Make a word-for-word copy of the entries below from their first line through the line with "of custody secrets", and add nothing.

RECORD EXTRACTS -
═══

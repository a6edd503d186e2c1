// SPDX-License-Identifier: AGPL-3.0-or-later
//
// Copyright (C) 2026 Relational Network

//! Launch Custody Server - Privacy-Pool Launch Funding Service
//!
//! Holds one custodial platform wallet per user and funds launches by
//! depositing into a privacy pool and withdrawing to a fresh launch wallet.
//! Wallet secrets are encrypted at rest by the secret vault.
//!
//! ## Modules
//!
//! - `api` - HTTP API handlers (Axum)
//! - `auth` - Session token authentication
//! - `blockchain` - Avalanche C-Chain keys, addresses and balance reads
//! - `launch` - Launch lifecycle engine, background dispatch and retry sweep
//! - `pool` - Privacy-pool client
//! - `storage` - redb ledger and audit log
//! - `vault` - Authenticated encryption of custody secrets
//! - `wallet` - Platform and launch wallet provisioning

pub mod api;
pub mod auth;
pub mod blockchain;
pub mod config;
pub mod error;
pub mod launch;
pub mod pool;
pub mod rate_limit;
pub mod state;
pub mod storage;
pub mod vault;
pub mod wallet;

#[cfg(test)]
mod testing;
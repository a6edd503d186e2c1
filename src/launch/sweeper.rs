// SPDX-License-Identifier: AGPL-3.0-or-later
//
// Copyright (C) 2026 Relational Network

//! # Launch Retry Sweeper
//!
//! Background task that re-queues launches parked in `deposit_pending`:
//! launches whose withdrawal was deferred because the pool had not indexed
//! the deposit yet, launches whose deposit failed transiently, and launches
//! created just before a restart.
//!
//! ## Strategy
//!
//! Once at startup and then every `interval` the sweeper:
//! 1. Lists `deposit_pending` launches that have not exhausted
//!    `max_attempts`.
//! 2. Dispatches each through the [`LaunchDispatcher`].
//!
//! ## Shutdown
//!
//! Uses `tokio_util::sync::CancellationToken` for graceful shutdown, like the
//! dispatch worker.

use std::sync::Arc;
use std::time::Duration;

use tokio_util::sync::CancellationToken;
use tracing::{info, warn};

use super::dispatch::{LaunchDispatcher, LaunchJob};
use super::engine::LaunchEngine;

pub struct LaunchSweeper {
    engine: Arc<LaunchEngine>,
    dispatcher: LaunchDispatcher,
    interval: Duration,
}

impl LaunchSweeper {
    pub fn new(engine: Arc<LaunchEngine>, dispatcher: LaunchDispatcher, interval: Duration) -> Self {
        Self {
            engine,
            dispatcher,
            interval,
        }
    }

    /// Run the sweep loop until the cancellation token is triggered.
    ///
    /// Should be spawned as a background task:
    /// ```rust,ignore
    /// tokio::spawn(sweeper.run(shutdown.clone()));
    /// ```
    pub async fn run(self, shutdown: CancellationToken) {
        info!(
            interval_secs = self.interval.as_secs(),
            "Launch retry sweeper starting"
        );

        loop {
            if shutdown.is_cancelled() {
                info!("Launch retry sweeper shutting down");
                return;
            }

            self.sweep_once();

            tokio::select! {
                _ = tokio::time::sleep(self.interval) => {},
                _ = shutdown.cancelled() => {
                    info!("Launch retry sweeper shutting down");
                    return;
                }
            }
        }
    }

    /// Queue every retryable launch. Returns how many were queued.
    pub fn sweep_once(&self) -> usize {
        let pending = match self.engine.pending_launches() {
            Ok(pending) => pending,
            Err(e) => {
                warn!(error = %e, "Sweeper: failed to list pending launches");
                return 0;
            }
        };

        if pending.is_empty() {
            return 0;
        }

        info!(count = pending.len(), "Sweeper: re-queueing pending launches");

        pending
            .into_iter()
            .filter(|record| {
                self.dispatcher.dispatch(LaunchJob {
                    launch_id: record.id.clone(),
                    owner_user_id: record.owner_user_id.clone(),
                })
            })
            .count()
    }
}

═══

TASK RESPONSE -
repository a6edd503d186e2c1
// SPDX-License-Identifier: AGPL-3.0-or-later
//
// Copyright (C) 2026 Relational Network

//! Launch Custody Server - Privacy-Pool Launch Funding Service
//!
//! Holds one custodial platform wallet per user and funds launches by
//! depositing into a privacy pool and withdrawing to a fresh launch wallet.
//! Wallet secrets are encrypted at rest by the secret vault.
//!
//! ## Modules
//!
//! - `api` - HTTP API handlers (Axum)
//! - `auth` - Session token authentication
//! - `blockchain` - Avalanche C-Chain keys, addresses and balance reads
//! - `launch` - Launch lifecycle engine, background dispatch and retry sweep
//! - `pool` - Privacy-pool client
//! - `storage` - redb ledger and audit log
//! - `vault` - Authenticated encryption of custody secrets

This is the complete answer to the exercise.